Music and Psychology: A Practitioner’s guide

Presentation slides: Psychology y2 presentation

Screencast and reference list: https://drive.google.com/file/d/1_Zm9FADfiCgTJGnmqQZHrUmByC1M_Ahq/view

This short screencast acts as a guide for practitioners to prescribe and integrate music into an athlete’s regime, with the aim of developing their athlete’s performance. Covered inside is:

Flow, the state of optimal physiological and psychological harmony, which motivates peak performance in athletes. This can be used in training and performance to enhance all performance, and serves to decrease perception of exertion, which is key in rehabilitation and health-based clientele.

The use of music as physiological and psychological aids

Considerations for the prescription of music

 

The benefits of music are applicable to athletes in most cases, including rehabilitation and pre-training. Athletes can use music to dull fatigue, pain and perceived exertion, making exercise more enjoyable and less painful. Not only can this influence participation rates in exercise referral schemes and health clientele, it also reduces the effects of burnout and frustration associated with rehabilitation of injured athletes.

In addition, there is strong correlations between heart rate and music tempo (BPM) that imply rhythm response can dictate physiological state and can be used to influence cardiovascular workload by deliberately increasing or decreasing HR through use of music. This correlation also allows for the use of music as a warm-up aid in addition to pre-performance motivation, which further validates its use in professional athletes. More research also links music to an increase in running economy via the stimulation of task-relevant thoughts, which decrease oxygen consumption at a given intensity. These factors combine to offer an increased time to fatigue, and higher aerobic capacity when running with music. This trend would likely continue in anaerobic and sprint events but requires further research to be completed.
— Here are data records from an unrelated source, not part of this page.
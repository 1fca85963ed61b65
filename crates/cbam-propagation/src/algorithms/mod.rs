//! Algorithms module for emission propagation
//!
//! Contains:
//! - Propagation graph builder
//! - Kahn's topological traversal
//! - Linear chain detector

pub mod chain_detector;
pub mod graph_builder;
pub mod kahns;

pub use chain_detector::detect_linear_chains;
pub use graph_builder::{add_continue_edge, build_chain_graph, build_edge_graph, check_limits};
pub use kahns::kahns_topological_order;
Psychological benefits are numerous, especially given the impact mentality has on performance in sport. Music is shown to increase time to exhaustion, decrease RPE and acts as an effective mood enhancer for athletes prior to and during performance, which allows for an athlete to enter flow states, ensuring optimal performance in an event. Furthermore, music can act as an effective countermeasure against performance anxiety by increasing intrinsic motivation prior to performance, if used in the correct context. The contrast is also true, with calming music increasing performance in shooting, archery and curling, which comes from an increased motivation via flow, and the decreased heart rate associated with slower tempo music.

“Flow” describes the state of harmony between psychology, physiology and motivation, optimising performance through these factors. Flow increases task awareness while decreasing environmental distractors, enhancing intrinsic motivation and performance output in most physiological measures, including peak power development and aerobic endurance (Pates, J., Karageorghis, C. I., Fryer, R., & Maynard, I. 2003). Use of music to induce flow is effective in recreational and elite athletes, highlighting music’s efficacy as an ergogenic aid for all athletes, but requires precise selection and usage to attain maximal benefits, as with any ergogenic aid. Overall, practitioners should consider the liberal use of music as an ergogenic aid, but carefully tailor the use of music to the expected and desired outcomes prior to performance.

 

(See presentation final slide for full reference list)

Pates, J., Karageorghis, C. I., Fryer, R., & Maynard, I. (2003). Effects of asynchronous music on flow states and shooting performance among netball players. Psychology of Sport and Exercise4(4), 415-427.